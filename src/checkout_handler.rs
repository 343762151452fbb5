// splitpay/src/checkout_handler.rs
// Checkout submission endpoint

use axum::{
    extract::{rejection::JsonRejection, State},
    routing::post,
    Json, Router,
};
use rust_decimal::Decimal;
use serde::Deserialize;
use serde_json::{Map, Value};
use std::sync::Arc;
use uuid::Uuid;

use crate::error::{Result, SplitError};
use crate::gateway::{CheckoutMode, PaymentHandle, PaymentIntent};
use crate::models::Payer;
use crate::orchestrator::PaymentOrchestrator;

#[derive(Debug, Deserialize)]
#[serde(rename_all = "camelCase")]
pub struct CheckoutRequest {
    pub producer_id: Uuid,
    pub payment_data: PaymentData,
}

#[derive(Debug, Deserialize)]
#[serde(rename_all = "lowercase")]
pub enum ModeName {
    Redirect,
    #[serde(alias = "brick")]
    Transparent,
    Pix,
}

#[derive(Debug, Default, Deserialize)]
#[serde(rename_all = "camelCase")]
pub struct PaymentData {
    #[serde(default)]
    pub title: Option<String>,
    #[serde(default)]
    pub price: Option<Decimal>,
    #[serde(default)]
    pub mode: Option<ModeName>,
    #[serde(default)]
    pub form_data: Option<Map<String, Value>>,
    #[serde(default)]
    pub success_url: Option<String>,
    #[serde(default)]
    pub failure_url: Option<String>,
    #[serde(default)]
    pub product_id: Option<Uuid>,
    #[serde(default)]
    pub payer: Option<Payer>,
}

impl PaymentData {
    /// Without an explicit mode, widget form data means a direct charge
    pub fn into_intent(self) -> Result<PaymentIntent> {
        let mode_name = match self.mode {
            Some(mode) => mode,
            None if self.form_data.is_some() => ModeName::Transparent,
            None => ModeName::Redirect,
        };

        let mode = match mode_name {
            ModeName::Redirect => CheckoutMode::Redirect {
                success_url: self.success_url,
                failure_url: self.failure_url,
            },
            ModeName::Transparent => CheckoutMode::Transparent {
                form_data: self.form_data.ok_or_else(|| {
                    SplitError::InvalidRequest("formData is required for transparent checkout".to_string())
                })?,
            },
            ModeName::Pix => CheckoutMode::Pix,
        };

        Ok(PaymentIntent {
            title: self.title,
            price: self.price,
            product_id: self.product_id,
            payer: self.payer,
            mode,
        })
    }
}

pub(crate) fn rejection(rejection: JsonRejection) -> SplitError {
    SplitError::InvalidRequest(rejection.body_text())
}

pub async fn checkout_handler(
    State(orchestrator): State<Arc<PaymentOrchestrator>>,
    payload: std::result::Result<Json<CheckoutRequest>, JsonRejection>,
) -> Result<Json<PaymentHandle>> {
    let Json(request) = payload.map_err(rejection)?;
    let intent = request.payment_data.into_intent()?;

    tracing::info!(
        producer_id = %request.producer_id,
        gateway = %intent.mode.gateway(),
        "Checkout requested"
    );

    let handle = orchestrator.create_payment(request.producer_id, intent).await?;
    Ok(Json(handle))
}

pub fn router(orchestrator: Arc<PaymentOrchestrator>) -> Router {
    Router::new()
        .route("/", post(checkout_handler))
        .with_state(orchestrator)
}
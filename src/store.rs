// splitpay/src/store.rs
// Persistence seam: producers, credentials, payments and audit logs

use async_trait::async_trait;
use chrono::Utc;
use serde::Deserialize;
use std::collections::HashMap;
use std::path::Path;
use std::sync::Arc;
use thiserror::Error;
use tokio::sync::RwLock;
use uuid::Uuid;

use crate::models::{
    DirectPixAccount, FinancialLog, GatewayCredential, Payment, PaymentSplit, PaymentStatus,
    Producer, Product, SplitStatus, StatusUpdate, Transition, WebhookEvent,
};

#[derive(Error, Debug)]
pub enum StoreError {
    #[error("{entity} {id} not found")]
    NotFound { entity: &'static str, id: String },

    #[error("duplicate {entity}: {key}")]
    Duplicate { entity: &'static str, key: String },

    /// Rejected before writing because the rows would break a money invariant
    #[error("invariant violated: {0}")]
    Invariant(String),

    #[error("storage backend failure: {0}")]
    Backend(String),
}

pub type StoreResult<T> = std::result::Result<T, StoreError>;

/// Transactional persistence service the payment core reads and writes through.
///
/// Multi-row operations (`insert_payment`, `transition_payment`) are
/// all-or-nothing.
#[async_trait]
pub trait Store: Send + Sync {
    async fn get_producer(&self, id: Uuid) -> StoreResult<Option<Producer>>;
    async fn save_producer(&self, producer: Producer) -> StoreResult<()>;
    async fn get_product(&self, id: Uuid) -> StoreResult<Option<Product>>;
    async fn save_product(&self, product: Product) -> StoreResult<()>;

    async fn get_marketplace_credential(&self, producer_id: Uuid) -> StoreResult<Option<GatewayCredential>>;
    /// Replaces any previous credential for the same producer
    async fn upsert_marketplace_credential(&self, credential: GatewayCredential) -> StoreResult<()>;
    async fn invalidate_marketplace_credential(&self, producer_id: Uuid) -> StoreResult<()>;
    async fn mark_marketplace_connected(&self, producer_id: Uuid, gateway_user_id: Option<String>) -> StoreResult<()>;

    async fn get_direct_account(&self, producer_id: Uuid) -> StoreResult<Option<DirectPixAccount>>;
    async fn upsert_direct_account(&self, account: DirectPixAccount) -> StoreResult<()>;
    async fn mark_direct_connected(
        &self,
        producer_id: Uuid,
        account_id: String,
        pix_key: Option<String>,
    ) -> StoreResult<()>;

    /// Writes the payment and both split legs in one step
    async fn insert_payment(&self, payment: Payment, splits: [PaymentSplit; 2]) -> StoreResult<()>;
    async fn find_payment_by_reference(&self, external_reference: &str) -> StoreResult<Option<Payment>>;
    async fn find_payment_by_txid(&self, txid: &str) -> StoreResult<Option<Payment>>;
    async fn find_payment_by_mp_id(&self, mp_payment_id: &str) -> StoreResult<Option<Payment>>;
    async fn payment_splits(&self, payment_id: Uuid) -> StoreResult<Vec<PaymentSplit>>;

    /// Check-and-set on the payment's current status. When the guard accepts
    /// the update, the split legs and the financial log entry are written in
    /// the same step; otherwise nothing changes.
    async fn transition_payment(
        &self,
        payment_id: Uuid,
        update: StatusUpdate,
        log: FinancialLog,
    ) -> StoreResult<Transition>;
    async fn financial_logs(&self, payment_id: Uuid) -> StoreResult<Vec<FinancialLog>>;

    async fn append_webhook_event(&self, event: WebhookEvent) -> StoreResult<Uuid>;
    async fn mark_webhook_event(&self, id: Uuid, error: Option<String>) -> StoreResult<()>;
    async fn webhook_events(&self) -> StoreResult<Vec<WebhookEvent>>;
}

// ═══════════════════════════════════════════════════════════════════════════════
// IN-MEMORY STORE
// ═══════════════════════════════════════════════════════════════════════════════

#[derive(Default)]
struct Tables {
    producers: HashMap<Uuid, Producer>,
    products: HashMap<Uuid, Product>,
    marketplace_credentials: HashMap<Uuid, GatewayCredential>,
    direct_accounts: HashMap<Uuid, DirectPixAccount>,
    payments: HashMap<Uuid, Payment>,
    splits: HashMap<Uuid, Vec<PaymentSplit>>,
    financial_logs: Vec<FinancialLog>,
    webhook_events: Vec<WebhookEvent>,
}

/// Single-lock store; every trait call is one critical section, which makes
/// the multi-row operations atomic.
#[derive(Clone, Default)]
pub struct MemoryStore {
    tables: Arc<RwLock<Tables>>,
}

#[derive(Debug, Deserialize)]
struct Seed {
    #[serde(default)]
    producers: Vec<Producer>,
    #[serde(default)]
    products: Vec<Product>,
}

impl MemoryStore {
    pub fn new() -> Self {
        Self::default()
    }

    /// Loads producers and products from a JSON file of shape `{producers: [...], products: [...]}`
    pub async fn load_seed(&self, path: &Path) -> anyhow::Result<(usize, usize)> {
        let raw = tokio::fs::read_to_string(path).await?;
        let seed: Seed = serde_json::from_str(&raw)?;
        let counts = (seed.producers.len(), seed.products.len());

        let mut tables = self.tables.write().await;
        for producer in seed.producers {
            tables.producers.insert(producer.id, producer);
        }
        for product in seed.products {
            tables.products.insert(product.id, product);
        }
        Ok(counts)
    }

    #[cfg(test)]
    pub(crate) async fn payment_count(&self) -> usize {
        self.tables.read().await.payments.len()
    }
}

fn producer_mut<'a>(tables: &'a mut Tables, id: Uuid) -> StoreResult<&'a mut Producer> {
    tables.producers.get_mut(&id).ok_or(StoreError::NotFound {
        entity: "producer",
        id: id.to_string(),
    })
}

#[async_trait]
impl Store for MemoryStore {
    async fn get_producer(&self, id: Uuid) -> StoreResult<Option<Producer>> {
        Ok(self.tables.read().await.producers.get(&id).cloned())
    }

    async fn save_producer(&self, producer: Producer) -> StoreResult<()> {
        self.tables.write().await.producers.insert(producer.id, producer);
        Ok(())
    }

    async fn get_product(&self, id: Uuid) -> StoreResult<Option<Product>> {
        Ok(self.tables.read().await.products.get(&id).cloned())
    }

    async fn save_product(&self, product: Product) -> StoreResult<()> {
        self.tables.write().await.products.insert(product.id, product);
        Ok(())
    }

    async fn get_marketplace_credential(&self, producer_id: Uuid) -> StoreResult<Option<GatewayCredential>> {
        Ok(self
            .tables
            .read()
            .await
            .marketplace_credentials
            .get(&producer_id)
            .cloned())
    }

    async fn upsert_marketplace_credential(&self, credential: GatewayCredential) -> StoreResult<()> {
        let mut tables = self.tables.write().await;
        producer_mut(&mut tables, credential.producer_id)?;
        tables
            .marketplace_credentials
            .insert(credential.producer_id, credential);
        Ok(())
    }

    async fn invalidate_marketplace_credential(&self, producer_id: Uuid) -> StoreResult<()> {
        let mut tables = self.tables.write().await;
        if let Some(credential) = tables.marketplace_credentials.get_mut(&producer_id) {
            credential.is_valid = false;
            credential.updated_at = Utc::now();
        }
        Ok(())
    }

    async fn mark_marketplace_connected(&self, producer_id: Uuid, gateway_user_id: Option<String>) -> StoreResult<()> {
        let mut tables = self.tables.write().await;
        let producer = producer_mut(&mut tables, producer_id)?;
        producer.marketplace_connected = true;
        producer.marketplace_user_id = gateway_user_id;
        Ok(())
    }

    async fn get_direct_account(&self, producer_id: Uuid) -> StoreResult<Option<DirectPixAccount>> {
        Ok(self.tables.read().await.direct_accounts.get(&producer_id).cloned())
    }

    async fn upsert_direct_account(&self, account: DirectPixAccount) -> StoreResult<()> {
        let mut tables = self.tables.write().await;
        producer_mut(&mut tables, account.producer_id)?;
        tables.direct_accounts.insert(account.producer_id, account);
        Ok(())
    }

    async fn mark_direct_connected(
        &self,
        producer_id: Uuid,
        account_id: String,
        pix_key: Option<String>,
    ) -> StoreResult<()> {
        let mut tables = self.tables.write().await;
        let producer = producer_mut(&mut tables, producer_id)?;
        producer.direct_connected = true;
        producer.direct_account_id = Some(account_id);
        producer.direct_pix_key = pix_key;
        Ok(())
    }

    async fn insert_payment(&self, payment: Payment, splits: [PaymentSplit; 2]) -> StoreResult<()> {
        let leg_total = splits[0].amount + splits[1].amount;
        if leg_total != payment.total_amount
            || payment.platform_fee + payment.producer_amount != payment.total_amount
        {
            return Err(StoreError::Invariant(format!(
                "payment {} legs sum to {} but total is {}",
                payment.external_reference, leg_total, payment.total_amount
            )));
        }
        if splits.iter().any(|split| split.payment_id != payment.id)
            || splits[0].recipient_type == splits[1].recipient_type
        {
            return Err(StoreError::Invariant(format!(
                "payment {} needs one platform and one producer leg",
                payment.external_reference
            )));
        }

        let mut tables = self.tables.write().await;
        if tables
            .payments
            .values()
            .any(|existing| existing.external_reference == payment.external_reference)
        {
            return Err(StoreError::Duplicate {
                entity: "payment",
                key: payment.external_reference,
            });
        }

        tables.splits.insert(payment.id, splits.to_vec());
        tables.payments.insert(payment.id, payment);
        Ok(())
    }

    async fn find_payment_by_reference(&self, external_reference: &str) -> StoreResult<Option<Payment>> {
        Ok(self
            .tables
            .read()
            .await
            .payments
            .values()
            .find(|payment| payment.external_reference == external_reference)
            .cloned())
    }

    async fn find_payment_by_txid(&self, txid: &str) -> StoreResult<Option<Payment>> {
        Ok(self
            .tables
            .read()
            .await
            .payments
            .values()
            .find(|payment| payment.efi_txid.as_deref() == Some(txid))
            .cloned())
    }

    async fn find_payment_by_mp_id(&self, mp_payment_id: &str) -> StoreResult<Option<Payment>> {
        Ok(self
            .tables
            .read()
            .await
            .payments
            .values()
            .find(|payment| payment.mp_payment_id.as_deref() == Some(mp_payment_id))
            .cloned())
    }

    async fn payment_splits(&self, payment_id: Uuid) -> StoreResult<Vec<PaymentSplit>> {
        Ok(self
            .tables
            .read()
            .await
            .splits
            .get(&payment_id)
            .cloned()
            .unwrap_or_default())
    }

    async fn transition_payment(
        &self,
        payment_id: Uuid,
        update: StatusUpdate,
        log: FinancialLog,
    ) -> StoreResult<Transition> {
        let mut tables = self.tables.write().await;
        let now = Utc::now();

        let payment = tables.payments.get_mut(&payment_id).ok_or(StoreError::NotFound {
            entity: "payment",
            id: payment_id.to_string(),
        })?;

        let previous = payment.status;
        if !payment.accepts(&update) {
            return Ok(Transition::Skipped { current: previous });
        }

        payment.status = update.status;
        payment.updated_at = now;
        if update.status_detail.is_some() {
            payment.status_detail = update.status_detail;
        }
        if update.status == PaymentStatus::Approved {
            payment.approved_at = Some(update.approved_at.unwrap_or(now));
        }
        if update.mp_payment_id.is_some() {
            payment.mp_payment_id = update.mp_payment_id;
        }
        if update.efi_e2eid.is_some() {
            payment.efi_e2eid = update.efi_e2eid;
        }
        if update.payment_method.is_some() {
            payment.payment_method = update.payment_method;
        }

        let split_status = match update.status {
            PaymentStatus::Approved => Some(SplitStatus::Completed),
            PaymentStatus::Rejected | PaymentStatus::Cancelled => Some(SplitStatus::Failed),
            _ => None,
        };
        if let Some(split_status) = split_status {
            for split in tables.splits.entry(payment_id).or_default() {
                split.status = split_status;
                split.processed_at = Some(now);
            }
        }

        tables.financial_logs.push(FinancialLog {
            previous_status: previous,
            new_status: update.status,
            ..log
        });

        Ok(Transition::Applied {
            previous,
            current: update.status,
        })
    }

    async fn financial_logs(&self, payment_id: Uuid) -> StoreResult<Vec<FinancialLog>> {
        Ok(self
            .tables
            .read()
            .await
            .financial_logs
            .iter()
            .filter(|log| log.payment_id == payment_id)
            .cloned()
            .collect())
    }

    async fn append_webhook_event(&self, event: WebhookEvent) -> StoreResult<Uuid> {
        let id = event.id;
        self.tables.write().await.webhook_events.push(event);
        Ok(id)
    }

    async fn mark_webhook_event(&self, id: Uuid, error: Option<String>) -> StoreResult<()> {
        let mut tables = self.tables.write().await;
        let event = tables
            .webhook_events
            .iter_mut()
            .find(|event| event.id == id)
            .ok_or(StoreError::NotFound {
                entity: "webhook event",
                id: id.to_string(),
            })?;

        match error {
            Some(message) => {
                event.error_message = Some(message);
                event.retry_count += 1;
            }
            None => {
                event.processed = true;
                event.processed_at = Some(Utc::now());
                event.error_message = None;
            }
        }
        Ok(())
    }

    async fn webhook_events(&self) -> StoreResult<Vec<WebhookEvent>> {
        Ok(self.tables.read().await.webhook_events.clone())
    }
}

_ _ _ _ _ _ _

■ THE TASK
Within the records above, find every line containing "GatewayCredential" and report only how many there are.

■ SOLUTION TO THE EXERCISE
6